**Records for the task:**

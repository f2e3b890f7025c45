//! Unified error handling for Graft Core.
//!
//! This module provides a unified error type that wraps domain and application
//! errors, with user-actionable suggestions.

use thiserror::Error;

use crate::application::ApplicationError;
use crate::domain::DomainError;

/// Root error type for Graft Core operations.
#[derive(Debug, Error, Clone)]
pub enum GraftError {
    /// Errors from the domain layer (catalog and selection rules).
    #[error(transparent)]
    Domain(#[from] DomainError),

    /// Errors from the application layer (I/O, VCS, prompts).
    #[error(transparent)]
    Application(#[from] ApplicationError),

    /// Unexpected internal errors (bugs).
    #[error("Internal error: {message}. This is a bug, please report it.")]
    Internal { message: String },
}

impl GraftError {
    /// Get user-actionable suggestions for fixing this error.
    pub fn suggestions(&self) -> Vec<String> {
        match self {
            Self::Domain(e) => e.suggestions(),
            Self::Application(e) => e.suggestions(),
            Self::Internal { .. } => vec!["This appears to be a bug in Graft".into()],
        }
    }

    /// Get error category for display/styling purposes.
    pub fn category(&self) -> ErrorCategory {
        match self {
            Self::Domain(e) => match e.category() {
                crate::domain::ErrorCategory::Validation => ErrorCategory::Validation,
                crate::domain::ErrorCategory::Compatibility => ErrorCategory::Compatibility,
                crate::domain::ErrorCategory::NotFound => ErrorCategory::NotFound,
                crate::domain::ErrorCategory::Internal => ErrorCategory::Internal,
            },
            Self::Application(e) => e.category(),
            Self::Internal { .. } => ErrorCategory::Internal,
        }
    }

    /// Warning-level errors abort the current invocation but are not faults.
    pub fn is_warning(&self) -> bool {
        matches!(self, Self::Domain(e) if e.is_warning())
    }
}

/// Error categories for UI display.
#[derive(Debug, Clone, Copy, PartialEq, Eq)]
pub enum ErrorCategory {
    Validation,
    Compatibility,
    NotFound,
    Configuration,
    Internal,
}

/// Convenient result type alias.
pub type GraftResult<T> = Result<T, GraftError>;
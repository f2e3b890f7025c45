use crate::domain::{
    entities::{Catalog, Selection, TemplateEntry},
    error::DomainError,
};

/// Centralized domain validation.
///
/// All selection rules live here, not scattered across the wizard and the
/// orchestrator.
pub struct DomainValidator;

impl DomainValidator {
    pub fn validate_project_name(name: &str) -> Result<(), DomainError> {
        let reason = if name.is_empty() {
            "name cannot be empty"
        } else if name.starts_with('.') {
            "name cannot start with '.'"
        } else if name.contains('/') || name.contains('\\') {
            "name cannot contain path separators"
        } else {
            return Ok(());
        };

        Err(DomainError::InvalidProjectName {
            name: name.into(),
            reason: reason.into(),
        })
    }

    pub fn validate_framework(catalog: &Catalog, framework: &str) -> Result<(), DomainError> {
        if catalog.validate_framework(framework) {
            Ok(())
        } else {
            Err(DomainError::UnsupportedFramework {
                framework: framework.into(),
                available: catalog.frameworks().to_vec(),
            })
        }
    }

    /// Look up a template and check it belongs to `framework`.
    pub fn resolve_template<'c>(
        catalog: &'c Catalog,
        framework: &str,
        name: &str,
    ) -> Result<&'c TemplateEntry, DomainError> {
        let template =
            catalog
                .find_template(name)
                .ok_or_else(|| DomainError::UnsupportedTemplate {
                    template: name.into(),
                })?;

        if template.framework != framework {
            return Err(DomainError::TemplateFrameworkMismatch {
                template: name.into(),
                framework: framework.into(),
                actual: template.framework.clone(),
            });
        }
        Ok(template)
    }

    pub fn validate_branch(template: &TemplateEntry, branch: &str) -> Result<(), DomainError> {
        if template.has_tag(branch) {
            Ok(())
        } else {
            Err(DomainError::UnsupportedBranch {
                template: template.name.clone(),
                branch: branch.into(),
                available: template.tags.clone(),
            })
        }
    }

    /// Check whatever the caller supplied up front, before anything touches disk.
    ///
    /// Fields left as `None` are chosen interactively later and are always
    /// drawn from the catalog.
    pub fn validate_request(
        catalog: &Catalog,
        framework: Option<&str>,
        template: Option<&str>,
        branch: Option<&str>,
    ) -> Result<(), DomainError> {
        if let Some(framework) = framework {
            Self::validate_framework(catalog, framework)?;
        }

        let resolved = match (framework, template) {
            (Some(framework), Some(template)) => {
                Some(Self::resolve_template(catalog, framework, template)?)
            }
            (None, Some(template)) => Some(catalog.find_template(template).ok_or_else(|| {
                DomainError::UnsupportedTemplate {
                    template: template.into(),
                }
            })?),
            (Some(framework), None) => {
                if catalog.templates_for(framework).is_empty() {
                    return Err(DomainError::NoTemplateForFramework {
                        framework: framework.into(),
                    });
                }
                None
            }
            (None, None) => None,
        };

        if let (Some(template), Some(branch)) = (resolved, branch) {
            Self::validate_branch(template, branch)?;
        }
        Ok(())
    }

    pub fn validate_selection(catalog: &Catalog, selection: &Selection) -> Result<(), DomainError> {
        Self::validate_project_name(&selection.project_name)?;
        Self::validate_framework(catalog, &selection.framework)?;
        Self::resolve_template(catalog, &selection.framework, &selection.template.name)?;
        if let Some(branch) = &selection.branch {
            Self::validate_branch(&selection.template, branch)?;
        }
        if catalog.find_ui(&selection.ui.name).is_none() {
            return Err(DomainError::UnsupportedUi {
                ui: selection.ui.name.clone(),
            });
        }
        Ok(())
    }
}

**About this task:**
Looking at the entries above, count the lines that contain the string "rules", then give the number and nothing else.

**Response below:**
2